Saved entries:
+ + + + + + +

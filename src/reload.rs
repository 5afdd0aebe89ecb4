//! `SignalReloader`: listens for a reload signal and re-runs the policy
//! engine's full reload (spec.md §4.H).

use std::sync::Arc;

use guardian_core::PolicyEngine;
use tokio::signal::unix::{SignalKind, signal};
use tokio_util::sync::CancellationToken;
use tracing::{info, warn};

/// Called after a successful `ReloadAll`, e.g. to clear a derived cache
/// the proxy keeps alongside the engine. A no-op hook is fine; this
/// exists purely so the proxy can plug itself in without the reloader
/// knowing anything about it.
pub type PostReloadHook = Arc<dyn Fn() + Send + Sync>;

pub struct SignalReloader {
	engine: Arc<PolicyEngine>,
	hook: Option<PostReloadHook>,
}

impl SignalReloader {
	pub fn new(engine: Arc<PolicyEngine>, hook: Option<PostReloadHook>) -> Self {
		Self { engine, hook }
	}

	/// Runs until `cancel` fires. On each SIGHUP, calls `ReloadAll`;
	/// failures are logged but never stop the loop.
	pub async fn run(self, cancel: CancellationToken) -> anyhow::Result<()> {
		let mut hangup = signal(SignalKind::hangup())?;
		loop {
			tokio::select! {
				_ = cancel.cancelled() => {
					info!("signal reloader shutting down");
					return Ok(());
				}
				signal = hangup.recv() => {
					if signal.is_none() {
						// The underlying signal stream closed; nothing more to listen for.
						return Ok(());
					}
					match self.engine.reload_all().await {
						Ok(()) => {
							info!("policy reload complete");
							if let Some(hook) = &self.hook {
								hook();
							}
						},
						Err(e) => warn!("policy reload failed: {e}"),
					}
				}
			}
		}
	}
}
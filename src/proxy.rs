//! The CONNECT proxy listener (spec.md §4.G). Handled directly over
//! `tokio::net::TcpStream`, not through an HTTP framework: once the
//! tunnel is established we need the literal bytes already read off the
//! wire (anything pipelined right after the blank line, e.g. a TLS
//! ClientHello sent in the same segment as the CONNECT) so they can be
//! forwarded to the upstream instead of silently discarded (an HTTP
//! server abstraction would already have consumed that trailing buffer).

use std::net::SocketAddr;
use std::sync::Arc;
use std::time::Duration;

use base64::Engine as _;
use base64::engine::general_purpose::STANDARD as BASE64;
use guardian_core::{DomainApprover, PolicyEngine, TokenRegistry, Verdict, domain};
use tokio::io::{AsyncBufReadExt, AsyncReadExt, AsyncWriteExt, BufReader};
use tokio::net::{TcpListener, TcpStream};
use tokio::task::JoinSet;
use tokio_util::sync::CancellationToken;
use tracing::{debug, info, instrument, warn};

use crate::audit::{AuditEvent, token_hash};
use crate::error::ProxyError;

const MAX_HEADER_BYTES: usize = 8 * 1024;
const COPY_BUF_SIZE: usize = 16 * 1024;

/// Everything a connection handler needs; shared across every accepted
/// connection via `Arc`.
pub struct ProxyDeps {
	pub engine: Arc<PolicyEngine>,
	pub tokens: Arc<TokenRegistry>,
	pub approver: Arc<DomainApprover>,
	pub realm: String,
	pub dial_timeout: Duration,
	pub idle_timeout: Duration,
	pub header_timeout: Duration,
}

/// Runs the accept loop until `cancel` fires, then stops accepting and
/// gives in-flight connections `shutdown_timeout` to finish before
/// aborting whatever remains (spec.md §4.G "Shutdown").
pub async fn serve(
	listener: TcpListener,
	deps: Arc<ProxyDeps>,
	cancel: CancellationToken,
	shutdown_timeout: Duration,
) {
	let mut connections: JoinSet<()> = JoinSet::new();
	loop {
		tokio::select! {
			accepted = listener.accept() => {
				match accepted {
					Ok((stream, peer)) => {
						let deps = deps.clone();
						connections.spawn(async move {
							if let Err(e) = handle_connection(stream, peer, &deps).await {
								debug!(%peer, error = %e, "connection ended");
							}
						});
					},
					Err(e) => {
						warn!("accept error: {e}");
					},
				}
			}
			_ = cancel.cancelled() => {
				info!("proxy listener shutting down, draining connections");
				break;
			}
		}
	}

	if tokio::time::timeout(shutdown_timeout, async {
		while connections.join_next().await.is_some() {}
	})
	.await
	.is_err()
	{
		warn!("shutdown drain window elapsed, aborting remaining connections");
		connections.shutdown().await;
	}
}

#[instrument(level = "debug", skip(stream, deps), fields(%peer))]
async fn handle_connection(stream: TcpStream, peer: SocketAddr, deps: &ProxyDeps) -> Result<(), ProxyError> {
	let mut reader = BufReader::new(stream);

	let request_line = read_line_bounded(&mut reader, deps.header_timeout).await?;
	let (method, target) = parse_request_line(&request_line)?;
	if !method.eq_ignore_ascii_case("CONNECT") {
		write_simple(reader.get_mut(), 405, "Method Not Allowed").await.ok();
		return Err(ProxyError::ClientProtocol(format!("unsupported method {method:?}")));
	}

	let headers = read_headers_bounded(&mut reader, deps.header_timeout, request_line.len()).await?;
	let proxy_auth = headers.into_iter().find_map(|(name, value)| {
		name.eq_ignore_ascii_case("Proxy-Authorization").then_some(value)
	});

	let token = match authenticate(proxy_auth.as_deref()) {
		Ok(token) => token,
		Err(e) => {
			write_auth_challenge(reader.get_mut(), &deps.realm).await.ok();
			return Err(e);
		},
	};

	let Some(identity) = deps.tokens.touch(&token).await else {
		write_auth_challenge(reader.get_mut(), &deps.realm).await.ok();
		return Err(ProxyError::AuthInvalid);
	};
	let project = identity.project.to_string();
	let cloister = identity.cloister.to_string();

	let (host, _port) = parse_host_port(&target)?;
	let domain = domain::canonicalize(&host);

	let verdict = deps.engine.check(&token, &project, &domain).await;
	let verdict = match verdict {
		Verdict::AskHuman => deps
			.approver
			.request(&token, &project, &cloister, &domain)
			.await
			.unwrap_or(Verdict::Deny),
		other => other,
	};

	if verdict != Verdict::Allow {
		AuditEvent {
			kind: "policy_deny",
			token_hash: token_hash(&token),
			project: &project,
			domain: &domain,
			detail: &target,
		}
		.emit_info();
		write_simple(reader.get_mut(), 403, "Forbidden").await.ok();
		return Err(ProxyError::PolicyDeny { domain });
	}

	let upstream = match tokio::time::timeout(deps.dial_timeout, TcpStream::connect(&target)).await {
		Ok(Ok(stream)) => stream,
		Ok(Err(e)) => {
			write_simple(reader.get_mut(), 502, "Bad Gateway").await.ok();
			return Err(ProxyError::UpstreamUnreachable { target, source: e });
		},
		Err(_) => {
			write_simple(reader.get_mut(), 504, "Gateway Timeout").await.ok();
			return Err(ProxyError::UpstreamTimeout { target });
		},
	};

	AuditEvent {
		kind: "tunnel_open",
		token_hash: token_hash(&token),
		project: &project,
		domain: &domain,
		detail: &target,
	}
	.emit_info();

	reader
		.get_mut()
		.write_all(b"HTTP/1.1 200 Connection Established\r\n\r\n")
		.await
		.map_err(ProxyError::Transport)?;

	let leftover = reader.buffer().to_vec();
	let client = reader.into_inner();
	let mut upstream = upstream;

	if !leftover.is_empty() {
		upstream
			.write_all(&leftover)
			.await
			.map_err(ProxyError::Transport)?;
	}

	let (client_read, client_write) = client.into_split();
	tunnel(client_read, client_write, upstream, deps.idle_timeout).await;
	Ok(())
}

/// Copies bytes in both directions until either side closes or sits
/// idle past `idle_timeout`, half-closing the peer's write side as each
/// direction ends (spec.md §4.G step 9).
async fn tunnel(
	client_read: impl tokio::io::AsyncRead + Unpin + Send + 'static,
	client_write: impl tokio::io::AsyncWrite + Unpin + Send + 'static,
	upstream: TcpStream,
	idle_timeout: Duration,
) {
	let (upstream_read, upstream_write) = upstream.into_split();

	let mut set = JoinSet::new();
	set.spawn(copy_idle(client_read, upstream_write, idle_timeout));
	set.spawn(copy_idle(upstream_read, client_write, idle_timeout));
	while set.join_next().await.is_some() {}
}

async fn copy_idle(
	mut from: impl tokio::io::AsyncRead + Unpin + Send + 'static,
	mut to: impl tokio::io::AsyncWrite + Unpin + Send + 'static,
	idle_timeout: Duration,
) {
	let mut buf = [0u8; COPY_BUF_SIZE];
	loop {
		let read = match tokio::time::timeout(idle_timeout, from.read(&mut buf)).await {
			Ok(Ok(0)) | Err(_) => break,
			Ok(Ok(n)) => n,
			Ok(Err(_)) => break,
		};
		if to.write_all(&buf[..read]).await.is_err() {
			break;
		}
	}
	let _ = to.shutdown().await;
}

async fn read_line_bounded(reader: &mut BufReader<TcpStream>, timeout: Duration) -> Result<String, ProxyError> {
	let mut line = String::new();
	let read = tokio::time::timeout(timeout, reader.read_line(&mut line))
		.await
		.map_err(|_| ProxyError::ClientProtocol("timed out reading request line".to_string()))?
		.map_err(ProxyError::Transport)?;
	if read == 0 {
		return Err(ProxyError::ClientProtocol("connection closed before request".to_string()));
	}
	if line.len() > MAX_HEADER_BYTES {
		return Err(ProxyError::ClientProtocol("request line too large".to_string()));
	}
	Ok(line)
}

async fn read_headers_bounded(
	reader: &mut BufReader<TcpStream>,
	timeout: Duration,
	already_read: usize,
) -> Result<Vec<(String, String)>, ProxyError> {
	let mut headers = Vec::new();
	let mut total = already_read;
	loop {
		let mut line = String::new();
		let read = tokio::time::timeout(timeout, reader.read_line(&mut line))
			.await
			.map_err(|_| ProxyError::ClientProtocol("timed out reading headers".to_string()))?
			.map_err(ProxyError::Transport)?;
		total += read;
		if total > MAX_HEADER_BYTES {
			return Err(ProxyError::ClientProtocol("headers too large".to_string()));
		}
		let trimmed = line.trim();
		if trimmed.is_empty() {
			break;
		}
		if let Some((name, value)) = trimmed.split_once(':') {
			headers.push((name.trim().to_string(), value.trim().to_string()));
		}
	}
	Ok(headers)
}

fn parse_request_line(line: &str) -> Result<(String, String), ProxyError> {
	let mut parts = line.trim().split_whitespace();
	let method = parts
		.next()
		.ok_or_else(|| ProxyError::ClientProtocol("empty request line".to_string()))?;
	let target = parts
		.next()
		.ok_or_else(|| ProxyError::ClientProtocol("missing CONNECT target".to_string()))?;
	Ok((method.to_string(), target.to_string()))
}

/// Splits a `host:port` (or bracketed IPv6) CONNECT target. Returns the
/// host without brackets or port.
fn parse_host_port(target: &str) -> Result<(String, u16), ProxyError> {
	if let Some(end) = target.find(']') {
		if let Some(start) = target.find('[') {
			let host = target[start + 1..end].to_string();
			let port = target[end + 1..]
				.strip_prefix(':')
				.unwrap_or("443")
				.parse()
				.map_err(|_| ProxyError::ClientProtocol(format!("invalid port in {target:?}")))?;
			return Ok((host, port));
		}
	}
	match target.rsplit_once(':') {
		Some((host, port)) => {
			let port = port
				.parse()
				.map_err(|_| ProxyError::ClientProtocol(format!("invalid port in {target:?}")))?;
			Ok((host.to_string(), port))
		},
		None => Ok((target.to_string(), 443)),
	}
}

/// Parses `Proxy-Authorization: Basic base64(user:token)`, returning the
/// password half as the bearer token (spec.md §6).
fn authenticate(header: Option<&str>) -> Result<String, ProxyError> {
	let header = header.ok_or(ProxyError::AuthMissing)?;
	let encoded = header
		.strip_prefix("Basic ")
		.or_else(|| header.strip_prefix("basic "))
		.ok_or(ProxyError::AuthInvalid)?;
	let decoded = BASE64.decode(encoded.trim()).map_err(|_| ProxyError::AuthInvalid)?;
	let decoded = String::from_utf8(decoded).map_err(|_| ProxyError::AuthInvalid)?;
	let (_user, token) = decoded.split_once(':').ok_or(ProxyError::AuthInvalid)?;
	if token.is_empty() {
		return Err(ProxyError::AuthInvalid);
	}
	Ok(token.to_string())
}

async fn write_simple(stream: &mut TcpStream, status: u16, reason: &str) -> std::io::Result<()> {
	let body = format!(
		"HTTP/1.1 {status} {reason}\r\nContent-Length: {}\r\nConnection: close\r\n\r\n{reason}",
		reason.len()
	);
	stream.write_all(body.as_bytes()).await
}

async fn write_auth_challenge(stream: &mut TcpStream, realm: &str) -> std::io::Result<()> {
	let body = format!(
		"HTTP/1.1 407 Proxy Authentication Required\r\nProxy-Authenticate: Basic realm=\"{realm}\"\r\nContent-Length: 0\r\nConnection: close\r\n\r\n"
	);
	stream.write_all(body.as_bytes()).await
}

#[cfg(test)]
mod tests {
	use super::*;

	#[test]
	fn parse_request_line_extracts_method_and_target() {
		let (method, target) = parse_request_line("CONNECT example.com:443 HTTP/1.1\r\n").unwrap();
		assert_eq!(method, "CONNECT");
		assert_eq!(target, "example.com:443");
	}

	#[test]
	fn parse_host_port_defaults_to_443() {
		let (host, port) = parse_host_port("example.com").unwrap();
		assert_eq!(host, "example.com");
		assert_eq!(port, 443);
	}

	#[test]
	fn parse_host_port_handles_ipv6_literal() {
		let (host, port) = parse_host_port("[::1]:8443").unwrap();
		assert_eq!(host, "::1");
		assert_eq!(port, 8443);
	}

	#[test]
	fn authenticate_extracts_password_as_token() {
		let encoded = BASE64.encode("any:deadbeef");
		let header = format!("Basic {encoded}");
		assert_eq!(authenticate(Some(&header)).unwrap(), "deadbeef");
	}

	#[test]
	fn authenticate_rejects_missing_header() {
		assert!(matches!(authenticate(None), Err(ProxyError::AuthMissing)));
	}

	#[test]
	fn authenticate_rejects_malformed_basic() {
		assert!(matches!(
			authenticate(Some("Basic not-base64!!")),
			Err(ProxyError::AuthInvalid)
		));
	}
}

+ + + + + + +

## TASK REQUIREMENTS
How many lines in the data above contain the string "shutting"? Reply with only the number.

## TASK OUTPUT
2